From Christian Gawron christian.gawron at gmx.de on Sat Jul 4 11:33:34 BST 2009

Nop schrieb:
>
> Hi!
>
>
> I am very much interested in your work as I used srtm2osm, which is no 
> longer working, and now I am looking for alternate techniques.
>
> Christian Gawron schrieb:
>> Nop schrieb:
>>> Sounds interesting. Does it also distinguish minor and major 
>>> elevation lines? 
>> Currently the types are still hard-coded as follows:
>> multiples of 200m: 0x22
>> multiples of 50m: 0x21
>> 0x20 for all others
> > This should of course be configurable (as well as a "feet" mode).
>
> Should not be too difficult to make this configurable and also turn 
> off  the elevation texts for each level. No need to label each 10m-line.
Maybe I should use the styling engine here - I will have a look at it.
>>> What determines the area in which the contour lines are calculated? 
>> The bounding box of the tile.
>
> So each map tile must have a bounding box? What happens if there is 
> none? Currently I am not generating  them, but that's no problem.

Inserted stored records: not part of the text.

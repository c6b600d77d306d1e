//! Show database operations

use sqlx::sqlite::SqliteRow;
use sqlx::{Row, SqliteConnection};
use tracing::debug;

use super::{NewShow, Show, ShowListing};
use crate::time::{decode_timestamp, encode_timestamp};
use crate::{Error, Result};

/// Shows joined with their venue and artist
const SHOW_LISTING_SELECT: &str = r#"
    SELECT s.id AS show_id, s.start_time,
           v.id AS venue_id, v.name AS venue_name, v.image_link AS venue_image_link,
           a.id AS artist_id, a.name AS artist_name, a.image_link AS artist_image_link
    FROM shows s
    JOIN venues v ON v.id = s.venue_id
    JOIN artists a ON a.id = s.artist_id
"#;

/// Insert a show, returning the generated id
///
/// Dangling artist or venue ids fail on the foreign key constraint.
pub async fn insert_show(conn: &mut SqliteConnection, show: &NewShow) -> Result<i64> {
    let result = sqlx::query(
        r#"
        INSERT INTO shows (artist_id, venue_id, start_time)
        VALUES (?, ?, ?)
        "#,
    )
    .bind(show.artist_id)
    .bind(show.venue_id)
    .bind(encode_timestamp(&show.start_time))
    .execute(&mut *conn)
    .await?;

    let id = result.last_insert_rowid();
    debug!(
        "Inserted show {} (artist {} at venue {})",
        id, show.artist_id, show.venue_id
    );
    Ok(id)
}

/// Load a show by id
pub async fn get_show(conn: &mut SqliteConnection, id: i64) -> Result<Show> {
    let row = sqlx::query("SELECT id, artist_id, venue_id, start_time FROM shows WHERE id = ?")
        .bind(id)
        .fetch_optional(&mut *conn)
        .await?
        .ok_or_else(|| Error::NotFound(format!("show {}", id)))?;

    let start_time: String = row.get("start_time");
    Ok(Show {
        id: row.get("id"),
        artist_id: row.get("artist_id"),
        venue_id: row.get("venue_id"),
        start_time: decode_timestamp(&start_time)?,
    })
}

/// Every show, earliest first
pub async fn list_shows(conn: &mut SqliteConnection) -> Result<Vec<ShowListing>> {
    let sql = format!("{} ORDER BY s.start_time, s.id", SHOW_LISTING_SELECT);
    let rows = sqlx::query(&sql).fetch_all(&mut *conn).await?;
    rows.iter().map(listing_from_row).collect()
}

/// Shows booked at one venue, earliest first
pub async fn shows_at_venue(
    conn: &mut SqliteConnection,
    venue_id: i64,
) -> Result<Vec<ShowListing>> {
    let sql = format!(
        "{} WHERE s.venue_id = ? ORDER BY s.start_time, s.id",
        SHOW_LISTING_SELECT
    );
    let rows = sqlx::query(&sql)
        .bind(venue_id)
        .fetch_all(&mut *conn)
        .await?;
    rows.iter().map(listing_from_row).collect()
}

/// Shows played by one artist, earliest first
pub async fn shows_by_artist(
    conn: &mut SqliteConnection,
    artist_id: i64,
) -> Result<Vec<ShowListing>> {
    let sql = format!(
        "{} WHERE s.artist_id = ? ORDER BY s.start_time, s.id",
        SHOW_LISTING_SELECT
    );
    let rows = sqlx::query(&sql)
        .bind(artist_id)
        .fetch_all(&mut *conn)
        .await?;
    rows.iter().map(listing_from_row).collect()
}

fn listing_from_row(row: &SqliteRow) -> Result<ShowListing> {
    let start_time: String = row.get("start_time");
    Ok(ShowListing {
        show_id: row.get("show_id"),
        start_time: decode_timestamp(&start_time)?,
        venue_id: row.get("venue_id"),
        venue_name: row.get("venue_name"),
        venue_image_link: row.get("venue_image_link"),
        artist_id: row.get("artist_id"),
        artist_name: row.get("artist_name"),
        artist_image_link: row.get("artist_image_link"),
    })
}
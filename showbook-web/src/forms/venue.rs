//! Venue create/edit form

use showbook_common::db::{Venue, VenueFields};

use super::{
    genre_list, optional_phone, optional_url, required_text, seeking_text, state_code,
    FormErrors, FormFields,
};

/// Raw venue form values, as submitted or prefilled from a stored venue
#[derive(Debug, Clone, Default, PartialEq)]
pub struct VenueForm {
    pub name: String,
    pub city: String,
    pub state: String,
    pub address: String,
    pub phone: String,
    pub image_link: String,
    pub facebook_link: String,
    pub website_link: String,
    pub genres: Vec<String>,
    pub seeking_talent: bool,
    pub seeking_description: String,
}

impl VenueForm {
    pub fn from_fields(fields: &FormFields) -> Self {
        Self {
            name: fields.text("name"),
            city: fields.text("city"),
            state: fields.text("state"),
            address: fields.text("address"),
            phone: fields.text("phone"),
            image_link: fields.text("image_link"),
            facebook_link: fields.text("facebook_link"),
            website_link: fields.text("website_link"),
            genres: fields.all("genres"),
            seeking_talent: fields.flag("seeking_talent"),
            seeking_description: fields.text("seeking_description"),
        }
    }

    /// Prefill for the edit form
    pub fn from_venue(venue: &Venue) -> Self {
        Self {
            name: venue.name.clone(),
            city: venue.city.clone(),
            state: venue.state.clone(),
            address: venue.address.clone(),
            phone: venue.phone.clone().unwrap_or_default(),
            image_link: venue.image_link.clone().unwrap_or_default(),
            facebook_link: venue.facebook_link.clone().unwrap_or_default(),
            website_link: venue.website_link.clone().unwrap_or_default(),
            genres: venue.genres.clone(),
            seeking_talent: venue.seeking_talent,
            seeking_description: venue.seeking_description.clone().unwrap_or_default(),
        }
    }

    pub fn validate(&self) -> Result<VenueFields, FormErrors> {
        let mut errors = FormErrors::default();

        let fields = VenueFields {
            name: required_text(&mut errors, "name", &self.name),
            city: required_text(&mut errors, "city", &self.city),
            state: state_code(&mut errors, "state", &self.state),
            address: required_text(&mut errors, "address", &self.address),
            phone: optional_phone(&mut errors, "phone", &self.phone),
            image_link: optional_url(&mut errors, "image_link", &self.image_link),
            facebook_link: optional_url(&mut errors, "facebook_link", &self.facebook_link),
            website_link: optional_url(&mut errors, "website_link", &self.website_link),
            genres: genre_list(&mut errors, "genres", &self.genres),
            seeking_talent: self.seeking_talent,
            seeking_description: seeking_text(self.seeking_talent, &self.seeking_description),
        };

        errors.into_result(fields)
    }
}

AFAIK the mapper generates a bounding box, but this may be too large.
>
>>> Is there a way to avoid an overload with contours e.g. when 
>>> processing the whole of Germany inclduing very flat country as well 
>>> as the the alps?
>> You may split the map and use diffeent settings for each tile.
>
> This is still a problem. When creating a map of Germany, I have 440 
> tiles, but I cannot tell in advance which of them are too mountaineous 
> too show with all altitude lines. Even if nothing crashes, if you show 
> 10m lines for the whole of the alps, the map size will explode and the 
> map consists mostly of altitude lines.
>
> In the past, I have handled it by first creating the contour line .osm 
> with srtm2osm and 10m lines. When the size of the output .osm was too 
> large, I doubled the base distance to 20m lines and tried again, until 
> the output size was within limits. Can you think of a way to integrate 
> an upper limit for elevation lines and a try-and-error fitting against 
> this limit to your calculations? Or even better, is there a way to 
> predict the outcome without doing all calculations first?
>
I could add a feature which looks at the difference between minimum and 
maximum height in a tile and chose the interval based on this.